9. February 2022 | Press releases:

Climate Change and Microorganisms in the Lower Atmosphere Rising temperatures: Natural balance in the troposphere in danger

The Institute of Flight Guidance at Technische Universität Braunschweig has taken part in a research series in which researchers at the Nanyang Technological University in Singapore investigated the presence of microorganisms in the altitude band up to 3,500 metres. The main results of these investigations show that the bacteria and fungal spores in the lower atmosphere, the troposphere, have a very specific distribution and are strongly dependent on the prevailing temperatures. The higher air temperatures caused by global warming will affect these bacterial and fungal spore populations and thus also permanently disrupt the natural balance that has been established over thousands of years.

Atmospheric microorganisms consist of bacteria and fungal spores. Most of these remain in the free atmosphere once they have been transferred from the earth’s surface into the air. Only fractions of these microorganisms return to Earth, for example with raindrops.

“The study results show a vertical distribution of microorganisms in the Earth’s atmosphere,” says Professor Stephan Schuster, the lead researcher of the study from the Singapore Centre for Environmental Life Sciences Engineering (SCELSE) at Nanyang Technological University in Singapore. “We can show that the composition of microorganisms in our atmosphere is solely dependent on temperature. Rising air temperatures, caused by the global rise in temperature, will permanently disrupt this composition and distribution of microorganisms. These changes can become a problem for humans and nature.”

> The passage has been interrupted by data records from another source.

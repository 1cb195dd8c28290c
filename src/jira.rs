//! Jira REST client.
//!
//! Two read-only calls against the v2 API, both authenticated with Basic Auth
//! (`email:api_token`). Requests are made once; any non-success status is
//! returned to the caller as a [`JiraError`].

use reqwest::{StatusCode, Url};
use serde::Deserialize;

use crate::errors::JiraError;
use crate::settings::Credentials;

const USER_AGENT: &str = concat!("jt/", env!("CARGO_PKG_VERSION"));

/// Issue record as returned by `GET /rest/api/2/issue/{key}` (subset of fields).
#[derive(Debug, Deserialize)]
pub struct JiraIssue {
    pub key: String,
    pub fields: IssueFields,
}

#[derive(Debug, Default, Deserialize)]
pub struct IssueFields {
    #[serde(default)]
    pub summary: String,
    #[serde(default)]
    pub description: Option<String>,
    #[serde(default)]
    pub status: Option<IssueStatus>,
    #[serde(default)]
    pub assignee: Option<IssueAssignee>,
}

#[derive(Debug, Deserialize)]
pub struct IssueStatus {
    pub name: String,
}

#[derive(Debug, Deserialize)]
pub struct IssueAssignee {
    #[serde(rename = "displayName")]
    pub display_name: String,
}

/// Flattened issue used by the commands.
#[derive(Debug, Clone, PartialEq, Eq)]
pub struct Issue {
    pub key: String,
    pub summary: String,
    pub description: String,
    pub status: String,
    /// `None` when the issue is unassigned.
    pub assignee_name: Option<String>,
}

impl From<JiraIssue> for Issue {
    fn from(issue: JiraIssue) -> Self {
        let fields = issue.fields;
        Self {
            key: issue.key,
            summary: fields.summary,
            description: fields.description.unwrap_or_default(),
            status: fields.status.map(|s| s.name).unwrap_or_default(),
            assignee_name: fields.assignee.map(|a| a.display_name),
        }
    }
}

/// Turn a configured domain into an API base URL.
///
/// Bare hosts get `https://`; values that already carry a scheme are kept.
pub fn base_url(domain: &str) -> String {
    let domain = domain.trim().trim_end_matches('/');
    if domain.starts_with("https://") || domain.starts_with("http://") {
        domain.to_string()
    } else {
        format!("https://{}", domain)
    }
}

#[derive(Debug, Clone)]
pub struct JiraClient {
    http: reqwest::Client,
    base_url: String,
    email: String,
    api_token: String,
}

impl JiraClient {
    pub fn new(credentials: &Credentials) -> Self {
        Self {
            http: reqwest::Client::new(),
            base_url: base_url(&credentials.domain),
            email: credentials.email.clone(),
            api_token: credentials.api_token.clone(),
        }
    }

    /// Check the credentials with an authenticated read of `/myself`.
    pub async fn validate_credentials(&self) -> Result<(), JiraError> {
        let resp = self.get(&["myself"]).await?;
        match resp.status() {
            status if status.is_success() => Ok(()),
            StatusCode::UNAUTHORIZED | StatusCode::FORBIDDEN => Err(JiraError::Auth {
                status: resp.status().as_u16(),
            }),
            status => Err(status_error(status, resp).await),
        }
    }

    /// Fetch a single issue by key.
    pub async fn fetch_issue(&self, issue_key: &str) -> Result<Issue, JiraError> {
        let resp = self.get(&["issue", issue_key]).await?;
        match resp.status() {
            status if status.is_success() => {}
            StatusCode::UNAUTHORIZED | StatusCode::FORBIDDEN => {
                return Err(JiraError::Auth {
                    status: resp.status().as_u16(),
                });
            }
            StatusCode::NOT_FOUND => {
                return Err(JiraError::NotFound {
                    key: issue_key.to_string(),
                });
            }
            status => return Err(status_error(status, resp).await),
        }

        let issue = resp.json::<JiraIssue>().await.map_err(JiraError::Decode)?;
        Ok(issue.into())
    }

    /// Build `<base>/rest/api/2/<segments..>`, percent-encoding each segment
    /// so an issue key can never address a different resource.
    fn api_url(&self, segments: &[&str]) -> Result<Url, JiraError> {
        let invalid = || JiraError::InvalidUrl {
            url: self.base_url.clone(),
        };
        let mut url = Url::parse(&self.base_url).map_err(|_| invalid())?;
        url.path_segments_mut()
            .map_err(|_| invalid())?
            .pop_if_empty()
            .extend(["rest", "api", "2"])
            .extend(segments);
        Ok(url)
    }

    async fn get(&self, segments: &[&str]) -> Result<reqwest::Response, JiraError> {
        let url = self.api_url(segments)?;
        tracing::debug!(%url, "GET");
        let resp = self
            .http
            .get(url.clone())
            .basic_auth(&self.email, Some(&self.api_token))
            .header("Accept", "application/json")
            .header("User-Agent", USER_AGENT)
            .send()
            .await
            .map_err(JiraError::Network)?;
        tracing::debug!(%url, status = resp.status().as_u16(), "response");
        Ok(resp)
    }
}

async fn status_error(status: StatusCode, resp: reqwest::Response) -> JiraError {
    let body = resp.text().await.unwrap_or_default();
    JiraError::Status {
        status: status.as_u16(),
        body,
    }
}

The now discovered vertical distribution of microorganisms and their temperature dependencies will be a starting point for further studies to investigate the effects on humans and nature, for example in food production, and to develop suitable countermeasures.

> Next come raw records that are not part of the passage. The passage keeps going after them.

//! Registration screen.

use leptos::*;
use leptos_router::{use_navigate, A};

use super::primitives::TextField;
use crate::api::Api;
use crate::form::validate_register;
use crate::services::auth;

#[component]
pub fn RegisterPage() -> impl IntoView {
    let api = expect_context::<Api>();
    let navigate = use_navigate();

    let firstname = create_rw_signal(String::new());
    let lastname = create_rw_signal(String::new());
    let username = create_rw_signal(String::new());
    let email = create_rw_signal(String::new());
    let password = create_rw_signal(String::new());
    let error = create_rw_signal(Option::<String>::None);
    let submitting = create_rw_signal(false);

    let submit = move |ev: ev::SubmitEvent| {
        ev.prevent_default();
        let request = match validate_register(
            &firstname.get_untracked(),
            &lastname.get_untracked(),
            &username.get_untracked(),
            &email.get_untracked(),
            &password.get_untracked(),
        ) {
            Ok(request) => request,
            Err(err) => {
                error.set(Some(err.to_string()));
                return;
            }
        };

        let api = api.clone();
        let navigate = navigate.clone();
        submitting.set(true);
        error.set(None);
        spawn_local(async move {
            match auth::register(&api, &request).await {
                Ok(_) => navigate("/dashboard", Default::default()),
                Err(err) => {
                    log::warn!("registration failed: {err}");
                    let message = err
                        .server_message()
                        .map(str::to_string)
                        .unwrap_or_else(|| "Registration failed".to_string());
                    error.set(Some(message));
                }
            }
            submitting.set(false);
        });
    };

    view! {
        <div class="auth-page">
            <div class="auth-card">
                <h1 class="auth-title">"Create Account"</h1>
                <p class="auth-subtitle">"Join Inventra to track your inventory"</p>
                <Show when=move || error.get().is_some()>
                    <div class="form-error" role="alert">
                        {move || error.get().unwrap_or_default()}
                    </div>
                </Show>
                <form on:submit=submit>
                    <div class="form-row">
                        <TextField
                            label="First name"
                            value=firstname
                            on_input=move |v| firstname.set(v)
                            required=true
                        />
                        <TextField
                            label="Last name"
                            value=lastname
                            on_input=move |v| lastname.set(v)
                            required=true
                        />
                    </div>
                    <TextField
                        label="Username"
                        value=username
                        on_input=move |v| username.set(v)
                        required=true
                    />
                    <TextField
                        label="Email"
                        value=email
                        on_input=move |v| email.set(v)
                        input_type="email"
                        required=true
                    />
                    <TextField
                        label="Password"
                        value=password
                        on_input=move |v| password.set(v)
                        input_type="password"
                        required=true
                    />
                    <button
                        type="submit"
                        class="btn btn-primary btn-block"
                        disabled=move || submitting.get()
                    >
                        {move || if submitting.get() { "Creating..." } else { "Create Account" }}
                    </button>
                </form>
                <p class="auth-switch">
                    "Already registered? " <A href="/login">"Sign in"</A>
                </p>
            </div>
        </div>
    }
}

During the series of investigations, which took place in autumn 2018, TU Braunschweig’s research aircraft, the Dornier Do128-6 “D-IBUF”, was used for measurements at different altitudes (from 300 metres to 3500 metres above ground). “We carried out the measurement flights, organised the corresponding equipment and permit, and assisted with the planning from a meteorological point of view,” says Dr Thomas Feuerle from TU Braunschweig.

During the flights, so-called “air mass filters” were used to collect the biomass in the respective air layers during flights during the day and at night. Identical air mass filters were used in parallel and synchronised on a 200-metre high measuring mast at the Karlsruhe Institute of Technology (KIT). A total of 480 air samples were collected in Germany and subsequently analysed in Singapore. A surprising finding was that the composition of the microorganisms was constant at altitudes higher than about 1000 metres, regardless of day or night. More than 10,000 different species of bacteria and fungi were identified at these altitudes. The composition at such high altitudes was very different from the composition of the air layers close to the Earth (up to about 300 metres altitude). This composition varied greatly between day and night.

The study results were published at the beginning of February 2022 in the journal “Proceedings of the National Academy of Sciences of the United States of America (PNAS)” by the interdisciplinary team of scientists led by Professor Stephan Schuster.